_Work to be completed:_
Within the lines below, find those that hold the string "OllamaConfig" and copy each one.
•••
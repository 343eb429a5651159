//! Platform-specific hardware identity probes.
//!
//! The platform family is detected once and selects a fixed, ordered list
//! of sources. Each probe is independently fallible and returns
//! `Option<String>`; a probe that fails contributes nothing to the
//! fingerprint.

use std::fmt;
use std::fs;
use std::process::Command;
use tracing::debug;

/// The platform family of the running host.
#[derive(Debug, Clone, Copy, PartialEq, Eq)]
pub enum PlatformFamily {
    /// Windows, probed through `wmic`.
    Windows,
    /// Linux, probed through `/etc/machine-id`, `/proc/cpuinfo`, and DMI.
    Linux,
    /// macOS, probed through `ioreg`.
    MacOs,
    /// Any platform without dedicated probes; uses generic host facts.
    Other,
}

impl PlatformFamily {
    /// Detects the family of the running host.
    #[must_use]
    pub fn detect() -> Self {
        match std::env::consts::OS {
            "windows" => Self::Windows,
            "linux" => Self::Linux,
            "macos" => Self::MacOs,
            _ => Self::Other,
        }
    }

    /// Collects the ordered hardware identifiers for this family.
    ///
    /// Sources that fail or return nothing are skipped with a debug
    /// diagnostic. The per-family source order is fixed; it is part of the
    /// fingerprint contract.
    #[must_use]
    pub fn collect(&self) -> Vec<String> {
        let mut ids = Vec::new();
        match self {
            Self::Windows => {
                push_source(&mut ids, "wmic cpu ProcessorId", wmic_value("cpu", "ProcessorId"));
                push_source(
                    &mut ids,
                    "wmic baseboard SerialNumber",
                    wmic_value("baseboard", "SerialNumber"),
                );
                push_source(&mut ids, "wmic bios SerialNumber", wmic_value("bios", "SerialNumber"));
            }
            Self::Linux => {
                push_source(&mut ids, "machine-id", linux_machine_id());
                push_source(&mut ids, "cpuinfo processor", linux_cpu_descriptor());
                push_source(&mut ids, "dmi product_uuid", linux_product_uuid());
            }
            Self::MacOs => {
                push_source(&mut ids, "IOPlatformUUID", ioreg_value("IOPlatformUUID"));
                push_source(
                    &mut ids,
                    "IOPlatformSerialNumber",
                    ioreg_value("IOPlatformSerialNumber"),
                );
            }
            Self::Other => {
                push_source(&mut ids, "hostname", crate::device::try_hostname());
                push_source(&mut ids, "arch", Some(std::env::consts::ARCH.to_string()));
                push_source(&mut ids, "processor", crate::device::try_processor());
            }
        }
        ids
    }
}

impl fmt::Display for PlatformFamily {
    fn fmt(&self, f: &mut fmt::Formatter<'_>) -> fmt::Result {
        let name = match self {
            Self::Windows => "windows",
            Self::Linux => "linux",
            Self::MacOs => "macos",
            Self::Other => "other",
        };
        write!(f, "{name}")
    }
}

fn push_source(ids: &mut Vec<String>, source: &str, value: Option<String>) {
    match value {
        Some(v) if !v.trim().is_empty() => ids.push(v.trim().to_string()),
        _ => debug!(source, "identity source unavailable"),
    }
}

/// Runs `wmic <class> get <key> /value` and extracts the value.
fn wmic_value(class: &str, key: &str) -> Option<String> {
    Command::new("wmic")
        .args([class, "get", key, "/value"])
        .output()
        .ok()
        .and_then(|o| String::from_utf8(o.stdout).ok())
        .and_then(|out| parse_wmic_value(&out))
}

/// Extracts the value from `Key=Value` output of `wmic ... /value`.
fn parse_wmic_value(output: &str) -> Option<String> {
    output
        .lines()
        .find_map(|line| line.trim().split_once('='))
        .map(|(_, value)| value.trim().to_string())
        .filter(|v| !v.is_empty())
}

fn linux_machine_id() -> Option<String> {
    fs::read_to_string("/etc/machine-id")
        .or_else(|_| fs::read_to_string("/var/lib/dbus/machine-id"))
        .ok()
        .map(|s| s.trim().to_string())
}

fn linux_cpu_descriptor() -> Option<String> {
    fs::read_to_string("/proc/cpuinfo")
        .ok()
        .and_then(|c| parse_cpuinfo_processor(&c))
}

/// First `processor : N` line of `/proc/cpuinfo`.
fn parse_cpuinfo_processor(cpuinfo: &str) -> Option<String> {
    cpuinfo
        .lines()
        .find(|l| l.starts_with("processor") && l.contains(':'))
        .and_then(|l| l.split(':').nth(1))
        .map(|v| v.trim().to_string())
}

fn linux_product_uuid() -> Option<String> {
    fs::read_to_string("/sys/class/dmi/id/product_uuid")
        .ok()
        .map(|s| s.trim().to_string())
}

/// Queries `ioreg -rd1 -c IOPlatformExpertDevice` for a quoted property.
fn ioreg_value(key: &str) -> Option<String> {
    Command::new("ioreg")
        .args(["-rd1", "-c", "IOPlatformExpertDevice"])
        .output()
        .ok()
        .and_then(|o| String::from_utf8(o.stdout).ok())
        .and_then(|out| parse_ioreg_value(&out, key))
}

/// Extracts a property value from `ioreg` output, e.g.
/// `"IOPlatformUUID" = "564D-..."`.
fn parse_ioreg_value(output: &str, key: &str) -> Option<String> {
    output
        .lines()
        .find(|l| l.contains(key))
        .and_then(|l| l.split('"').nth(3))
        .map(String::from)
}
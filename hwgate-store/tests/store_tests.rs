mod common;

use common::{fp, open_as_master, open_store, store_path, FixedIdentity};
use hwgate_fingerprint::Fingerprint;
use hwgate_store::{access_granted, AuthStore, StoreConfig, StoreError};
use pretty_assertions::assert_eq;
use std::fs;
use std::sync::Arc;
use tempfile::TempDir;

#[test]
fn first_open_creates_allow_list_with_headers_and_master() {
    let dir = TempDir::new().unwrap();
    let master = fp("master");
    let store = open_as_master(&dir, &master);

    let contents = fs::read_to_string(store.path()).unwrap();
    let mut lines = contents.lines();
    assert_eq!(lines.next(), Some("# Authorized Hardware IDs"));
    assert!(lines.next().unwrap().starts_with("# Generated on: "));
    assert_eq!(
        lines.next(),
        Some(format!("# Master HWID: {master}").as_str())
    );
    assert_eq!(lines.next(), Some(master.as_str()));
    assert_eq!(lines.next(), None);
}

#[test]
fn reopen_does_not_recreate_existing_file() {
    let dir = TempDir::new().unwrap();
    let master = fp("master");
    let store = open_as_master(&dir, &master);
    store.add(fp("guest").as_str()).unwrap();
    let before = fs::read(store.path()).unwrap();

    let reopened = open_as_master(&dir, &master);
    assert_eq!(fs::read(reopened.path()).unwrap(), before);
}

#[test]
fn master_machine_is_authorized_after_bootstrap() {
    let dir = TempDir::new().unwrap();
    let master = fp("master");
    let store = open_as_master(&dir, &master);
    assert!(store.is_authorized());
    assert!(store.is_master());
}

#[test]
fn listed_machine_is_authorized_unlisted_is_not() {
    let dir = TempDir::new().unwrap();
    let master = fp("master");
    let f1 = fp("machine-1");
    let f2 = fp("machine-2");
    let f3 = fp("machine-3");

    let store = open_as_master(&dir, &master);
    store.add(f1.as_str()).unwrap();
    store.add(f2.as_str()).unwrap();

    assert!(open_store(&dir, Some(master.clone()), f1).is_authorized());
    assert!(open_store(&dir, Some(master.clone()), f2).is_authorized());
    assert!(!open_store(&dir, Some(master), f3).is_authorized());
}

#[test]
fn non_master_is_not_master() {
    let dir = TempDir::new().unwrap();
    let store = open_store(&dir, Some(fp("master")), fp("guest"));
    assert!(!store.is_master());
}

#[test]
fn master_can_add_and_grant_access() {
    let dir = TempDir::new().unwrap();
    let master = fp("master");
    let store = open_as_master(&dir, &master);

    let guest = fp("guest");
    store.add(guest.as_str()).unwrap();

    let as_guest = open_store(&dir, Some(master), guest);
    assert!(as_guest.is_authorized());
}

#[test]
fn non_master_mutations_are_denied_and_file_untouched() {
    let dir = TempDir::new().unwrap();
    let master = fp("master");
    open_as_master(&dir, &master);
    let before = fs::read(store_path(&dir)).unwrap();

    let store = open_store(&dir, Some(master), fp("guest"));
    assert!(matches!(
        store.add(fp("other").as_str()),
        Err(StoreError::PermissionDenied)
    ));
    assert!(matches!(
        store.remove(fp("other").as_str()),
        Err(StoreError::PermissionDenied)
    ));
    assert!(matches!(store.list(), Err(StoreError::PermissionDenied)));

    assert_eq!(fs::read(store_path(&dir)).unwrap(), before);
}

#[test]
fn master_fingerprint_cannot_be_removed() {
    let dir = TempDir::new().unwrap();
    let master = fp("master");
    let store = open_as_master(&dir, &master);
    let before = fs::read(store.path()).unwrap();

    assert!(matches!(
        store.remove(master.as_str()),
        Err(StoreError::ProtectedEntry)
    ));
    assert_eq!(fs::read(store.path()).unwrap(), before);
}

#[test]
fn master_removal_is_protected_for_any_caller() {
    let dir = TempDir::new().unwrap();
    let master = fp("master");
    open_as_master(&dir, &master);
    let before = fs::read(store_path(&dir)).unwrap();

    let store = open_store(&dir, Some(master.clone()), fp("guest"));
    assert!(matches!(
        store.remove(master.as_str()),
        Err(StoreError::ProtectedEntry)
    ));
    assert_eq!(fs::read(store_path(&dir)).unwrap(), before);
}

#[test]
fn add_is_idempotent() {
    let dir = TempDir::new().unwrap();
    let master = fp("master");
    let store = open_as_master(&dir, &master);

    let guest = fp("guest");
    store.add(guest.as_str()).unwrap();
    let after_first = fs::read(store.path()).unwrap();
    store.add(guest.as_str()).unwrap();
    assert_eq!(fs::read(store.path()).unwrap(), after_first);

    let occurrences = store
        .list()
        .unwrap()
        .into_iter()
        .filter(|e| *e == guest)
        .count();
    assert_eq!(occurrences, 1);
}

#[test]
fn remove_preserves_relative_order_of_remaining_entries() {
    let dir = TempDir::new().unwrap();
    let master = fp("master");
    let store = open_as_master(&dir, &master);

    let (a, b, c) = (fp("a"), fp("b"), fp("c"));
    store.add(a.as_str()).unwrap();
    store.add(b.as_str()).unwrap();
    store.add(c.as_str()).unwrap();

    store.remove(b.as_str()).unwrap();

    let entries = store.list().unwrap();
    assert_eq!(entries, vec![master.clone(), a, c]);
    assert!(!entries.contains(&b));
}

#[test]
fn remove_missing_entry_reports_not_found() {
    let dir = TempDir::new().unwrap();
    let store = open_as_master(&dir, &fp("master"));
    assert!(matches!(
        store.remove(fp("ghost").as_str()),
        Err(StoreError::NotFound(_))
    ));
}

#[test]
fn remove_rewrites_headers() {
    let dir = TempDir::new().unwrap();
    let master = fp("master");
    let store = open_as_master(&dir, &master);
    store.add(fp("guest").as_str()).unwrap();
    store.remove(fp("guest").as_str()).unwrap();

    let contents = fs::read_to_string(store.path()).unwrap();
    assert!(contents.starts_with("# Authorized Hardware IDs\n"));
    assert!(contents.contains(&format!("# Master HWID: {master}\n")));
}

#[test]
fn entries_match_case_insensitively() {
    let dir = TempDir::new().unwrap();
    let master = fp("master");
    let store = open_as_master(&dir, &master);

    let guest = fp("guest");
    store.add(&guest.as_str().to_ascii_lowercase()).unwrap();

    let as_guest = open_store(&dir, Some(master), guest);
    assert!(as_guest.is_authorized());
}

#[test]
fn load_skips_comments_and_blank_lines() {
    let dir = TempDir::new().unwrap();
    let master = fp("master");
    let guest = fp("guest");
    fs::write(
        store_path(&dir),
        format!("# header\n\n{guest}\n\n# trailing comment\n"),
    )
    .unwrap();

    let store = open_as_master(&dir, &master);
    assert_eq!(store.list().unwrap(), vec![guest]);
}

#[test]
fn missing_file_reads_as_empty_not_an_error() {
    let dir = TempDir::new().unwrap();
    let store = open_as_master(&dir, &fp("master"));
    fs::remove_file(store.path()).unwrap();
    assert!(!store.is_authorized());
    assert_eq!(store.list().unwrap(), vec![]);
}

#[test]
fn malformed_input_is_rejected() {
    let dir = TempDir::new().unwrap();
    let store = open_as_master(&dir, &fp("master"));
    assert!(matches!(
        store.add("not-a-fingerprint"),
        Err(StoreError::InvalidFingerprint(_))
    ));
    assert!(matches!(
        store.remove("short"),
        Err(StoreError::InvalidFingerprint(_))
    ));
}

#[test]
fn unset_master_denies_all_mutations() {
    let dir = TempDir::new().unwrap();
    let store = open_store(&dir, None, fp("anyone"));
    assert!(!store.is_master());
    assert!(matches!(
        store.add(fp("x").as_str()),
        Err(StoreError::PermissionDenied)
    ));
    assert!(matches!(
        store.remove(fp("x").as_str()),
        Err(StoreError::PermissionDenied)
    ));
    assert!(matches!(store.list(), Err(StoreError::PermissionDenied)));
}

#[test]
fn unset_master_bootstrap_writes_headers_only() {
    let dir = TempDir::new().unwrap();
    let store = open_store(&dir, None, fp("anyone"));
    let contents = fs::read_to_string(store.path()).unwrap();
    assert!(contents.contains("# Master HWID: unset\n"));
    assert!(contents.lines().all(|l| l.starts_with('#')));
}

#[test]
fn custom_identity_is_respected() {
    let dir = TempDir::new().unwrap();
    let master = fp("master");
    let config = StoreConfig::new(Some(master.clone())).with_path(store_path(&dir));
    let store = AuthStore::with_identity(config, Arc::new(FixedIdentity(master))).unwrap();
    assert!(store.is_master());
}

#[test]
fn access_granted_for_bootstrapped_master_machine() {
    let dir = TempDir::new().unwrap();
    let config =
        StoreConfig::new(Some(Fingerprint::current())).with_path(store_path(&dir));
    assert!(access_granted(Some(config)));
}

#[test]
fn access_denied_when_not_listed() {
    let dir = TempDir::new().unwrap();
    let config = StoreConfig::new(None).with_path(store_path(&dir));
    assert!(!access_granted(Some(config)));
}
•••
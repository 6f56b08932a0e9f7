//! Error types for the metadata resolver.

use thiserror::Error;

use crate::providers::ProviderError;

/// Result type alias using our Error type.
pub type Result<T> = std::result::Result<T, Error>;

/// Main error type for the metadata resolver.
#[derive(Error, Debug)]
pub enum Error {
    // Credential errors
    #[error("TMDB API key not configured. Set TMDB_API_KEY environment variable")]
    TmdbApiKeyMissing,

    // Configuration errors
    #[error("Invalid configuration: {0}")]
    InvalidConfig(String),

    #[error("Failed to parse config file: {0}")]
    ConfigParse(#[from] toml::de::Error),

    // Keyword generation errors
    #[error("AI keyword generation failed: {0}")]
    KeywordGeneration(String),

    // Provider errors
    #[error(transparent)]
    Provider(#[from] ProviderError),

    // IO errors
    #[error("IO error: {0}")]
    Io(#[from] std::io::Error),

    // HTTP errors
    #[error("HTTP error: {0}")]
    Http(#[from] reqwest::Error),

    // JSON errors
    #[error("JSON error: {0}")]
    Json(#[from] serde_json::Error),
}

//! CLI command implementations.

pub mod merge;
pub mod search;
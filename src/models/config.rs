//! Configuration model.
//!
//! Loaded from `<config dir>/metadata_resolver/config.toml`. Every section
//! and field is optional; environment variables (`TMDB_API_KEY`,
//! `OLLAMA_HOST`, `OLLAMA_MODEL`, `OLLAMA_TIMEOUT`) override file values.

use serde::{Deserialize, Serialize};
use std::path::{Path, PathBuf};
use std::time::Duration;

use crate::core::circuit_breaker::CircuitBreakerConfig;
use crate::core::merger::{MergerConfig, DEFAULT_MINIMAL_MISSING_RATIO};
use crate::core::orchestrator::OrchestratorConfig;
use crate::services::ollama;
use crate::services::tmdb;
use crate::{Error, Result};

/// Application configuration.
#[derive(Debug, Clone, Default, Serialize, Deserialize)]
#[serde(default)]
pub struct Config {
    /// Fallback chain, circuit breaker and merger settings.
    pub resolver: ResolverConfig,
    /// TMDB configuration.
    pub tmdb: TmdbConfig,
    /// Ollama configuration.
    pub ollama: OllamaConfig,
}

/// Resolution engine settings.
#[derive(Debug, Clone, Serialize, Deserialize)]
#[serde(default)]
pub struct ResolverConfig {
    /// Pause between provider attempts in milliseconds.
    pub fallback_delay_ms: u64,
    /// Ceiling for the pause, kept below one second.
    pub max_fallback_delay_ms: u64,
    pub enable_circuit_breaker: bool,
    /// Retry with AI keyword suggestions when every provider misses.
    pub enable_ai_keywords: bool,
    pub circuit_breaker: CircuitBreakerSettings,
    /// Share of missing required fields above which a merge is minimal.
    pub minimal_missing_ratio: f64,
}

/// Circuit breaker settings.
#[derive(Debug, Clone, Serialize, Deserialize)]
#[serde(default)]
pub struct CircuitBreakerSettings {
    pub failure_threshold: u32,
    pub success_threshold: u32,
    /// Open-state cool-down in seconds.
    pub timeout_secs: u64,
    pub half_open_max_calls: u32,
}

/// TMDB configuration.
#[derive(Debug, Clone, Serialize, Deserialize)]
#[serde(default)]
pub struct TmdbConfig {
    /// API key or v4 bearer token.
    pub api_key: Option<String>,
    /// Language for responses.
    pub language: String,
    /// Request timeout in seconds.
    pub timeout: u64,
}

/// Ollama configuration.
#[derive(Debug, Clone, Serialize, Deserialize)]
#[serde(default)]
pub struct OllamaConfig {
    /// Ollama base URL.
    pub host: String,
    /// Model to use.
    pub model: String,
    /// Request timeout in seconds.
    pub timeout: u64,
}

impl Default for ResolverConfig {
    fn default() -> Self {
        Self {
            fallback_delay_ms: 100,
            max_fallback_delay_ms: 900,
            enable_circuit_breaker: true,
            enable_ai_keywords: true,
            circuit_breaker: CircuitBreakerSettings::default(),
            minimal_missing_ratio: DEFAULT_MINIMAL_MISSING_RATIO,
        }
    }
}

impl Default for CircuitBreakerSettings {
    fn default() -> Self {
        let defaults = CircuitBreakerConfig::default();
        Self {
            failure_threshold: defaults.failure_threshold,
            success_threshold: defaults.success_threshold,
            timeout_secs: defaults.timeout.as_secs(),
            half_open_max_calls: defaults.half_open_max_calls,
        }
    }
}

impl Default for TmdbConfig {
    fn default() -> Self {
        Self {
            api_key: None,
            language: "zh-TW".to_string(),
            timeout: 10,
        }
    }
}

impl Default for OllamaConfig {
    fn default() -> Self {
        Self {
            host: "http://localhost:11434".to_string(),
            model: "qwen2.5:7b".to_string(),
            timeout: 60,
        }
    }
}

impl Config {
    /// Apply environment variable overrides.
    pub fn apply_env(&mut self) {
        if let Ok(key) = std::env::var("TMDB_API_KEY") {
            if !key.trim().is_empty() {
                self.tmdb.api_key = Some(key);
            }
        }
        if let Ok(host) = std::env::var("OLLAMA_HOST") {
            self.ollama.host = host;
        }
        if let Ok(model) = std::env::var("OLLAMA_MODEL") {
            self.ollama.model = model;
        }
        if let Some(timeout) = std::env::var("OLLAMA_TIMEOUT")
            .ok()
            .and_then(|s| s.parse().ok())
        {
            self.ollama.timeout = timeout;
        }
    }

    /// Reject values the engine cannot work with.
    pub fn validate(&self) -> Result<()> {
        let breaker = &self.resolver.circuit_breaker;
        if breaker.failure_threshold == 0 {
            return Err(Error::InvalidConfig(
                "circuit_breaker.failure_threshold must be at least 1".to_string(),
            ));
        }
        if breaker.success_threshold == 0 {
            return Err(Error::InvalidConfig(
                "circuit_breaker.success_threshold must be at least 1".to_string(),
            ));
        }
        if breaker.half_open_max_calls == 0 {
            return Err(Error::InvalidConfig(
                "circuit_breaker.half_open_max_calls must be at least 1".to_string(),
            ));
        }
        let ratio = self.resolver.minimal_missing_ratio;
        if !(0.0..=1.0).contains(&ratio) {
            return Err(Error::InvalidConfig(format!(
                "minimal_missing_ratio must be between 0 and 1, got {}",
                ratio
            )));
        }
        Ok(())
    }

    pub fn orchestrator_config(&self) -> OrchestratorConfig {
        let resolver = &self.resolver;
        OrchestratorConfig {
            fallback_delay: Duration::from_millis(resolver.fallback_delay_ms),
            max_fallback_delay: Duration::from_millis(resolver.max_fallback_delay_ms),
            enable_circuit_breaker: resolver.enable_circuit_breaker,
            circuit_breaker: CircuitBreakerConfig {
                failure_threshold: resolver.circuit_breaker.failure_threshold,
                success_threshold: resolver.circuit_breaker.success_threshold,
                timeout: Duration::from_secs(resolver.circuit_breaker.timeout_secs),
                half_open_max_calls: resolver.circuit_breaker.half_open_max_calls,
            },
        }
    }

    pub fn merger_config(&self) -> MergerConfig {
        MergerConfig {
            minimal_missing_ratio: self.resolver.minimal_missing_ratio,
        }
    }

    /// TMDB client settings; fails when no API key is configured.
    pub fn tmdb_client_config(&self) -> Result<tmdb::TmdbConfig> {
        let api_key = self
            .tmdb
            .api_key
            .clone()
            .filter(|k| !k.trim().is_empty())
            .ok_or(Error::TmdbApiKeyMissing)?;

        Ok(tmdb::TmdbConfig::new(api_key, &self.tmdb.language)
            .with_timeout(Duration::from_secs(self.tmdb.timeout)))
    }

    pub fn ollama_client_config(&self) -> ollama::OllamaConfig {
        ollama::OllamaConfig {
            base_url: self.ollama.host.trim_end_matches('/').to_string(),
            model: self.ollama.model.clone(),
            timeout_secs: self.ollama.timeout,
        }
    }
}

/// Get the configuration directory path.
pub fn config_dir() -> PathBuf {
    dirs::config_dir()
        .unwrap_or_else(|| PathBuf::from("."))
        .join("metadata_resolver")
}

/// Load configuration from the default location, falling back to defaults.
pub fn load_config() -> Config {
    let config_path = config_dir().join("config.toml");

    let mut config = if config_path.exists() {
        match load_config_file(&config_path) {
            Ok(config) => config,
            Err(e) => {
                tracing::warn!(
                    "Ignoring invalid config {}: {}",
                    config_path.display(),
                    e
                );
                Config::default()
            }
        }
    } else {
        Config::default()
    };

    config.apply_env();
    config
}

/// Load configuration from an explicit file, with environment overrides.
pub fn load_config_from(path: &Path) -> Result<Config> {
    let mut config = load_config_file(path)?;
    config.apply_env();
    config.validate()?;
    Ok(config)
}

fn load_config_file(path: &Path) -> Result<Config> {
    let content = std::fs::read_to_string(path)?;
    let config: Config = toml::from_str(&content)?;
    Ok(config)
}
•••
_Response to the exercise:_
    pub ollama: OllamaConfig,
pub struct OllamaConfig {
impl Default for OllamaConfig {
    pub fn ollama_client_config(&self) -> ollama::OllamaConfig {
        ollama::OllamaConfig {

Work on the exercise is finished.